=== Aim of the task ===
Among the entries below, find each line holding "last" and return it.

§ §

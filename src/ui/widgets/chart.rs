//! Chart widget for displaying a bounded series view.

use crate::ui::history::SeriesView;
use ratatui::{
    layout::Rect,
    style::{Color, Style},
    symbols,
    widgets::{Axis, Block, Borders, Chart, Dataset, GraphType},
    Frame,
};

/// Render one series view as a line chart, coloring series in palette order
pub fn render_chart(frame: &mut Frame, area: Rect, view: &SeriesView, palette: &[Color]) {
    let block = Block::default()
        .title(format!(" {} ", view.title()))
        .borders(Borders::ALL)
        .border_style(Style::default().fg(Color::Cyan));

    if view.is_empty() {
        let chart = Chart::new(vec![])
            .block(block)
            .x_axis(Axis::default().title("Time").bounds([0.0, 1.0]))
            .y_axis(Axis::default().bounds([-1.0, 1.0]));
        frame.render_widget(chart, area);
        return;
    }

    // Prepare data points, x is the sample index within the window
    let points: Vec<Vec<(f64, f64)>> = view
        .series()
        .iter()
        .map(|series| {
            series
                .points
                .iter()
                .enumerate()
                .map(|(i, v)| (i as f64, *v))
                .collect()
        })
        .collect();

    let datasets: Vec<Dataset> = view
        .series()
        .iter()
        .zip(points.iter())
        .enumerate()
        .map(|(idx, (series, data))| {
            Dataset::default()
                .name(series.name.clone())
                .marker(symbols::Marker::Braille)
                .graph_type(GraphType::Line)
                .style(Style::default().fg(palette.get(idx).copied().unwrap_or(Color::White)))
                .data(data)
        })
        .collect();

    // Calculate bounds with a little headroom so flat lines stay visible
    let (min, max) = view.value_bounds().unwrap_or((-1.0, 1.0));
    let pad = ((max - min) * 0.1).max(0.05);
    let (y_min, y_max) = (min - pad, max + pad);

    let first = view.labels().front().cloned().unwrap_or_default();
    let last = view.labels().back().cloned().unwrap_or_default();

    let chart = Chart::new(datasets)
        .block(block)
        .x_axis(
            Axis::default()
                .style(Style::default().fg(Color::Gray))
                .bounds([0.0, (view.capacity().max(2) - 1) as f64])
                .labels(vec![first, last]),
        )
        .y_axis(
            Axis::default()
                .style(Style::default().fg(Color::Gray))
                .bounds([y_min, y_max])
                .labels(vec![
                    format!("{:.2}", y_min),
                    format!("{:.2}", (y_min + y_max) / 2.0),
                    format!("{:.2}", y_max),
                ]),
        );

    frame.render_widget(chart, area);
}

§ §

=== Written solution ===
    let last = view.labels().back().cloned().unwrap_or_default();
                .labels(vec![first, last]),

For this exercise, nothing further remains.